— Воды, — прохрипела Читающая.
— Тебе повезло, что рядом оказался инспектор. Он прибыл на место первым, и буквально бросился в огонь, когда узнал, что ты осталась в пристройке. Вот только что он здесь делал? Мы ему доложить не успели, стражи тоже не сообщали. Откуда ему было знать, что по этому адресу что-то происходит?
Антония не слушала, она жадно пила и пыталась надышаться. К концу бутылки подоспел лекарь. Померил пульс, ощупал горло, посветил фонариком в глаза, поводил над телом амулетом и заставил вдохнуть какой-то аэрозоль. Дышать сразу стало легче.
— Вдыхать каждый час шесть раз, потом трижды в день еще неделю. Вот рецепт, на курс два флакона. Название мази от ожогов на этом же бланке, тюбика должно хватить.
Антонию погрузили в лекарский автомобиль, вкололи какую-то дрянь, от которой она пыталась отказаться, а потом наступил провал в памяти.
Когда она снова открыла глаза, над ней колыхалась легкая занавесь балдахина. Простыни приятно холодили кожу, на руке обнаружилась повязка; лицо, судя по ощущениям, было намазано чем-то жирным. Антония пошевелилась и поняла, что на ней только длинная нижняя рубаха на тонких лямках. Рядом в кресле с книгой в руках сидел Олаф. Он словно почувствовал взгляд хозяйки, поднялся, захлопотал.
— Миледи. Рад, что вы очнулись. Как самочувствие? Что-нибудь беспокоит? Лекарь сказал вам нужно много пить и оставил аэрозоль.

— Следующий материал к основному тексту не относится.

//! kompile CLI
//!
//! Thin front end over the orchestrator: collects project paths from flags,
//! builds a compilation request and runs it against an external `kotlinc`
//! binary. The daemon strategy needs an embedding that supplies a real
//! transport; this binary ships without one, so `--daemon` requests complete
//! as internal errors.

use std::path::PathBuf;
use std::process;
use std::sync::Arc;
use std::time::Duration;

use clap::{Parser, Subcommand};
use serde_json::json;

use kompile::daemon::{
    CompileReply, CompileRequest, DaemonResult, DaemonTransport, HandshakeReply, HandshakeRequest,
};
use kompile::{
    ChangeSet, CompilationOrchestrator, CompilationRequest, ConnectionError, KotlincCompiler,
    OrchestratorConfig, StaticProject, StderrLogger,
};

#[derive(Parser)]
#[command(name = "kompile")]
#[command(about = "Kotlin/JVM compilation orchestrator", version)]
struct Cli {
    #[command(subcommand)]
    command: Commands,
}

#[derive(Subcommand)]
enum Commands {
    /// Compile a project
    Compile {
        /// Source root directories (repeatable, ordered)
        #[arg(long = "source-root", required = true)]
        source_roots: Vec<PathBuf>,

        /// Classpath entries (repeatable, ordered; first entry wins)
        #[arg(long = "classpath")]
        classpath: Vec<PathBuf>,

        /// Output directory for compiled classes
        #[arg(long, short = 'o')]
        output: PathBuf,

        /// Compiler distribution home
        #[arg(long, default_value = "/usr/share/kotlin")]
        kotlin_home: PathBuf,

        /// Path to the kotlinc binary
        #[arg(long, default_value = "kotlinc")]
        kotlinc: PathBuf,

        /// Run the incremental compiler against the cache directory
        #[arg(long, requires = "cache_dir")]
        incremental: bool,

        /// Route the request through the compiler daemon
        #[arg(long)]
        daemon: bool,

        /// Build cache directory for incremental runs
        #[arg(long)]
        cache_dir: Option<PathBuf>,

        /// Known modified files for the incremental run (repeatable)
        #[arg(long = "changed")]
        changed: Vec<PathBuf>,

        /// Known deleted files for the incremental run (repeatable)
        #[arg(long = "deleted")]
        deleted: Vec<PathBuf>,

        /// Path to a settings file
        #[arg(long, short = 'c')]
        config: Option<PathBuf>,

        /// Output the result as JSON
        #[arg(long)]
        json: bool,

        /// Verbose output
        #[arg(long, short = 'v')]
        verbose: bool,
    },
}

/// The CLI carries no daemon transport; daemon requests fail cleanly.
struct NoDaemon;

impl DaemonTransport for NoDaemon {
    fn handshake(
        &self,
        _request: &HandshakeRequest,
        _timeout: Duration,
    ) -> DaemonResult<HandshakeReply> {
        Err(ConnectionError::ConnectionFailed(
            "no daemon transport configured".to_string(),
        ))
    }

    fn compile(&self, _request: &CompileRequest, _timeout: Duration) -> DaemonResult<CompileReply> {
        Err(ConnectionError::ConnectionFailed(
            "no daemon transport configured".to_string(),
        ))
    }

    fn close_session(&self, _session_id: i32) {}
}

fn main() {
    let cli = Cli::parse();

    match cli.command {
        Commands::Compile {
            source_roots,
            classpath,
            output,
            kotlin_home,
            kotlinc,
            incremental,
            daemon,
            cache_dir,
            changed,
            deleted,
            config,
            json,
            verbose,
        } => {
            let mut settings = match config {
                Some(path) => match OrchestratorConfig::from_file(&path) {
                    Ok(settings) => settings,
                    Err(e) => {
                        eprintln!("error: {e}");
                        process::exit(2);
                    }
                },
                None => OrchestratorConfig::default(),
            };
            settings.verbose = settings.verbose || verbose;

            let project = StaticProject {
                output_dir: Some(output),
                source_roots,
                launch_classpath: classpath.clone(),
                full_build_classpath: classpath.clone(),
                incremental_classpath: classpath,
                home_dir: kotlin_home,
            };

            let mut request = if incremental {
                // clap enforces that --incremental comes with --cache-dir.
                let mut request = CompilationRequest::incremental_build(cache_dir.unwrap());
                if !changed.is_empty() || !deleted.is_empty() {
                    request = request.with_changes(ChangeSet::new(changed, deleted));
                }
                request
            } else {
                CompilationRequest::full_build()
            };
            if daemon {
                request = request.with_daemon();
            }

            let logger = Arc::new(StderrLogger {
                verbose: settings.verbose,
            });
            let mut orchestrator = CompilationOrchestrator::new(
                Box::new(KotlincCompiler::new(kotlinc)),
                Arc::new(NoDaemon),
                logger,
                settings,
            );

            let result = orchestrator.compile(&project, &request);

            if json {
                let payload = json!({
                    "status": result.status,
                    "diagnostics": result.output.records(),
                });
                println!("{}", serde_json::to_string_pretty(&payload).unwrap());
            } else {
                for record in result.output.records() {
                    match &record.location {
                        Some(loc) => println!(
                            "{}:{}:{}: {}: {}",
                            loc.file.display(),
                            loc.line,
                            loc.column,
                            record.severity.as_str(),
                            record.message
                        ),
                        None => println!("{}: {}", record.severity.as_str(), record.message),
                    }
                }
            }

            process::exit(result.status.code());
        }
    }
}
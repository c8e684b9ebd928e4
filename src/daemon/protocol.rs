//! Daemon wire contract
//!
//! Typed request/reply shapes for the session-scoped remote compile call.
//! Transport details (sockets, framing) live behind the
//! [`DaemonTransport`](super::DaemonTransport) trait; these types are what
//! any transport carries.

use std::path::PathBuf;

use serde::{Deserialize, Serialize};

use crate::messages::DiagnosticRecord;

/// Wire protocol version spoken by this client.
pub const PROTOCOL_VERSION: u32 = 1;

/// Whether the remote compiler runs a full or an incremental compile.
#[derive(Debug, Clone, Copy, PartialEq, Eq, Serialize, Deserialize)]
#[serde(rename_all = "snake_case")]
pub enum CompilationMode {
    NonIncremental,
    Incremental,
}

/// Report categories the remote side can relay.
#[derive(Debug, Clone, Copy, PartialEq, Eq, Serialize, Deserialize)]
#[serde(rename_all = "snake_case")]
pub enum ReportCategory {
    CompilerMessage,
    Daemon,
    IncrementalStep,
    Output,
}

impl ReportCategory {
    pub const ALL: [ReportCategory; 4] = [
        ReportCategory::CompilerMessage,
        ReportCategory::Daemon,
        ReportCategory::IncrementalStep,
        ReportCategory::Output,
    ];

    fn bit(self) -> u32 {
        match self {
            ReportCategory::CompilerMessage => 1 << 0,
            ReportCategory::Daemon => 1 << 1,
            ReportCategory::IncrementalStep => 1 << 2,
            ReportCategory::Output => 1 << 3,
        }
    }

    /// Bitmask covering the given categories.
    pub fn mask(categories: &[ReportCategory]) -> u32 {
        categories.iter().fold(0, |mask, c| mask | c.bit())
    }
}

/// Minimum severity the remote side relays.
#[derive(Debug, Clone, Copy, PartialEq, Eq, Serialize, Deserialize)]
#[serde(rename_all = "snake_case")]
pub enum ReportSeverity {
    Error,
    Warning,
    Info,
    Debug,
}

/// Result categories delivered on the side channel in addition to reports.
#[derive(Debug, Clone, Copy, PartialEq, Eq, Serialize, Deserialize)]
#[serde(rename_all = "snake_case")]
pub enum ResultCategory {
    IcCompileIteration,
}

/// Selects which report categories and severities the remote side relays.
#[derive(Debug, Clone, PartialEq, Eq, Serialize, Deserialize)]
pub struct ReportFilter {
    /// Bitmask over [`ReportCategory`].
    pub category_mask: u32,
    pub min_severity: ReportSeverity,
    pub result_categories: Vec<ResultCategory>,
}

impl ReportFilter {
    /// Non-verbose sessions: compiler messages only, severity >= Info.
    pub fn compiler_only() -> Self {
        Self {
            category_mask: ReportCategory::mask(&[ReportCategory::CompilerMessage]),
            min_severity: ReportSeverity::Info,
            result_categories: Vec::new(),
        }
    }

    /// Verbose sessions: every category at Debug.
    pub fn verbose() -> Self {
        Self {
            category_mask: ReportCategory::mask(&ReportCategory::ALL),
            min_severity: ReportSeverity::Debug,
            result_categories: Vec::new(),
        }
    }

    pub fn with_result_category(mut self, category: ResultCategory) -> Self {
        self.result_categories.push(category);
        self
    }
}

/// Identity of the compiler the daemon must be running.
#[derive(Debug, Clone, PartialEq, Eq, Serialize, Deserialize)]
pub struct CompilerIdentity {
    pub compiler_id: String,
    pub version: String,
}

/// Session handshake request.
#[derive(Debug, Clone, Serialize, Deserialize)]
pub struct HandshakeRequest {
    pub protocol_version: u32,
    pub identity: CompilerIdentity,
    pub jvm_options: Vec<String>,
}

/// Session handshake reply.
#[derive(Debug, Clone, Serialize, Deserialize)]
pub struct HandshakeReply {
    pub protocol_version: u32,
    pub session_id: i32,
}

/// One remote compile call.
#[derive(Debug, Clone, Serialize, Deserialize)]
pub struct CompileRequest {
    pub session_id: i32,
    /// Flat argv, the wire form of an argument bundle.
    pub argv: Vec<String>,
    pub mode: CompilationMode,
    /// Known modified files; `None` when changes are unknown.
    #[serde(skip_serializing_if = "Option::is_none")]
    pub modified_files: Option<Vec<PathBuf>>,
    /// Known deleted files; `None` when changes are unknown.
    #[serde(skip_serializing_if = "Option::is_none")]
    pub deleted_files: Option<Vec<PathBuf>>,
    /// Private classes directory beneath the cache, for incremental mode.
    #[serde(skip_serializing_if = "Option::is_none")]
    pub cache_classes_dir: Option<PathBuf>,
    pub filter: ReportFilter,
}

/// The remote result: diagnostics relayed before completion, then the final
/// integer code mapped onto an exit status.
#[derive(Debug, Clone, Serialize, Deserialize)]
pub struct CompileReply {
    pub code: i32,
    pub reports: Vec<DiagnosticRecord>,
}
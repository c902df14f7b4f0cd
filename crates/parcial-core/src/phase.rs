//! Phase arithmetic and phase correction for Partials.
//!
//! A synthesized Partial integrates phase from its (linearly ramped)
//! frequency, so after any edit that moves Breakpoint times or frequencies
//! the stored phases and the rendered phases drift apart. The functions here
//! bring them back together, either by recomputing stored phases from the
//! frequencies (`fix_phase_*`) or by nudging frequencies so the rendered
//! phase reaches the stored one (`fix_phase_between`, [`fix_frequency`]).
//!
//! Phase travel between two Breakpoints separated by `dt` seconds is
//! `2π · dt · (f0 + f1) / 2`, the integral of a linear frequency ramp.

use crate::breakpoint::Breakpoint;
use crate::partial::Partial;
use core::f64::consts::PI;

/// 2π.
pub const TWO_PI: f64 = 2.0 * PI;

/// Default damping applied by [`fix_frequency`] when matching phases.
pub const DEFAULT_PHASE_DAMPING: f64 = 0.5;

/// Default maximum frequency correction, in percent.
pub const DEFAULT_MAX_FIX_PERCENT: f64 = 0.2;

/// Wrap a phase to (−π, π].
#[inline]
pub fn wrap_pi(x: f64) -> f64 {
    let x = x % TWO_PI;
    if x > PI {
        x - TWO_PI
    } else if x < -PI {
        x + TWO_PI
    } else {
        x
    }
}

/// Wrap a phase to [0, 2π).
#[inline]
pub fn wrap_two_pi(x: f64) -> f64 {
    let x = x % TWO_PI;
    if x < 0.0 {
        let wrapped = x + TWO_PI;
        // -tiny + 2π can round up to exactly 2π
        if wrapped >= TWO_PI { 0.0 } else { wrapped }
    } else {
        x
    }
}

/// Phase travelled by an oscillator ramping linearly from `bp0`'s to `bp1`'s
/// frequency over `dt` seconds.
#[inline]
pub fn phase_travel(bp0: &Breakpoint, bp1: &Breakpoint, dt: f64) -> f64 {
    let favg = 0.5 * (bp0.frequency() + bp1.frequency());
    TWO_PI * favg * dt
}

fn travel_between(p: &Partial, lo: usize, hi: usize) -> f64 {
    let (t0, bp0) = p.entries()[lo];
    let (t1, bp1) = p.entries()[hi];
    phase_travel(&bp0, &bp1, t1 - t0)
}

/// Recompute phases backwards from the Breakpoint nearest `t`.
///
/// Walks toward the start, setting each earlier phase from its successor,
/// and stops after recomputing the first null Breakpoint encountered. Any
/// Breakpoints before that null are then fixed forward from the start.
pub fn fix_phase_before(p: &mut Partial, t: f64) {
    if p.len() < 2 {
        return;
    }
    let Some(mut pos) = p.find_nearest(t) else {
        return;
    };

    while pos != 0 && !p.entries()[pos].1.is_null() {
        let fwd = pos;
        pos -= 1;
        let travel = travel_between(p, pos, fwd);
        let phase = wrap_pi(p.entries()[fwd].1.phase() - travel);
        p.entries_mut()[pos].1.set_phase(phase);
    }

    if pos != 0 {
        let stop = p.entries()[pos - 1].0;
        let start = p.start_time();
        fix_phase_forward(p, start, stop);
    }
}

/// Recompute phases forward from the Breakpoint nearest `t` to the end.
pub fn fix_phase_after(p: &mut Partial, t: f64) {
    let end = p.end_time();
    fix_phase_forward(p, t, end);
}

/// Recompute phases forward over `[tbeg, tend]`.
///
/// Starting at the Breakpoint nearest `tbeg`, each non-null Breakpoint up to
/// the last one before `tend` gets the phase of its predecessor plus the
/// travel between them. Null Breakpoints keep their phase, so onsets are
/// preserved.
pub fn fix_phase_forward(p: &mut Partial, tbeg: f64, tend: f64) {
    let (tbeg, tend) = if tbeg > tend { (tend, tbeg) } else { (tbeg, tend) };
    if p.len() < 2 {
        return;
    }
    let Some(mut pos) = p.find_nearest(tbeg) else {
        return;
    };
    let mut stop = p.find_after(tend);
    if pos != stop && stop > 0 {
        stop -= 1;
    }

    while pos < stop {
        let prev = pos;
        pos += 1;
        if !p.entries()[pos].1.is_null() {
            let travel = travel_between(p, prev, pos);
            let phase = wrap_pi(p.entries()[prev].1.phase() + travel);
            p.entries_mut()[pos].1.set_phase(phase);
        }
    }
}

/// Recompute phases on both sides of the Breakpoint nearest `t`, which keeps
/// its own phase.
pub fn fix_phase_at(p: &mut Partial, t: f64) {
    if p.len() > 1 {
        fix_phase_before(p, t);
        fix_phase_after(p, t);
    }
}

/// Adjust frequencies between the Breakpoints nearest `tbeg` and `tend` so
/// that phase integrated from the first reaches the stored phase of the last.
///
/// The correction is a constant frequency offset applied to every interior
/// Breakpoint; interior phases are recomputed from the new frequencies. If
/// the range extends past either end of the Partial, this reduces to
/// [`fix_phase_after`] or [`fix_phase_before`]. Ranges with no interior
/// Breakpoint are left untouched.
pub fn fix_phase_between(p: &mut Partial, tbeg: f64, tend: f64) {
    let (tbeg, tend) = if tbeg > tend { (tend, tbeg) } else { (tbeg, tend) };
    if p.is_empty() {
        return;
    }

    if p.end_time() < tend {
        fix_phase_after(p, tbeg);
        return;
    }
    if p.start_time() > tbeg {
        fix_phase_before(p, tend);
        return;
    }

    let (Some(b), Some(e)) = (p.find_nearest(tbeg), p.find_nearest(tend)) else {
        return;
    };
    if e < b + 2 {
        #[cfg(feature = "tracing")]
        tracing::trace!(tbeg, tend, "no interior breakpoints, phase left as is");
        return;
    }

    let travel: f64 = (b..e).map(|i| travel_between(p, i, i + 1)).sum();
    let deviation = wrap_pi(p.entries()[e].1.phase() - (p.entries()[b].1.phase() + travel));
    let desired = travel + deviation;

    let t0 = p.entries()[b].0;
    let t1 = p.entries()[b + 1].0;
    let tn = p.entries()[e].0;
    let tn1 = p.entries()[e - 1].0;
    let delta = (2.0 * (desired - travel) / (tn + tn1 - t1 - t0)) / TWO_PI;

    for i in (b + 1)..e {
        let f = p.entries()[i].1.frequency();
        p.entries_mut()[i].1.set_frequency(f + delta);
        let new_travel = travel_between(p, i - 1, i);
        let phase = wrap_pi(p.entries()[i - 1].1.phase() + new_travel);
        p.entries_mut()[i].1.set_phase(phase);
    }
}

/// Nudge `bp1`'s frequency so the phase travelled from `bp0` over `dt`
/// lands closer to `bp1`'s stored phase, then store the phase actually
/// reached.
///
/// `damping` scales how much of the phase error is corrected;
/// `max_fix_percent` bounds the frequency change (in percent) for non-null
/// Breakpoints. Null Breakpoints are corrected without bound.
pub fn match_phase_forward(
    bp0: &Breakpoint,
    bp1: &mut Breakpoint,
    dt: f64,
    damping: f64,
    max_fix_percent: f64,
) {
    let mut travel = phase_travel(bp0, bp1, dt);
    let err = wrap_pi(bp1.phase() - (bp0.phase() + travel));
    travel += damping * err;

    let mut ftgt = (travel / (PI * dt)) - bp0.frequency();
    if !bp1.is_null() {
        let hi = bp1.frequency() * (1.0 + max_fix_percent * 0.01);
        let lo = bp1.frequency() * (1.0 - max_fix_percent * 0.01);
        ftgt = ftgt.clamp(lo.min(hi), hi.max(lo));
    }

    bp1.set_frequency(ftgt);
    let phi = wrap_pi(bp0.phase() + phase_travel(bp0, bp1, dt));
    bp1.set_phase(phi);
}

/// Apply [`match_phase_forward`] to every consecutive Breakpoint pair,
/// with the default damping.
pub fn fix_frequency(p: &mut Partial, max_fix_percent: f64) {
    let entries = p.entries_mut();
    for i in 1..entries.len() {
        let (head, tail) = entries.split_at_mut(i);
        let (t0, ref bp0) = head[i - 1];
        let (t1, ref mut bp1) = tail[0];
        let dt = t1 - t0;
        if dt > 0.0 {
            match_phase_forward(bp0, bp1, dt, DEFAULT_PHASE_DAMPING, max_fix_percent);
        }
    }
}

Антония не знала, как оказалась дома и сколько времени проспала. Хотелось спросить о преступнике, пожаре, и не примерещились ли слова Шаттона об инспекторе. Но дворецкий явно был не тем человеком, который мог ответить на эти вопросы. Решив, что стоит просто отдохнуть, и тогда в голове прояснится, Антония поблагодарила за заботу и послушно выпила все, что предложил Олаф, воспользовалась аэрозолем. Потом кое-как, опираясь на дворецкого и упрямо отказываясь от любой другой помощи, доковыляла до уборной.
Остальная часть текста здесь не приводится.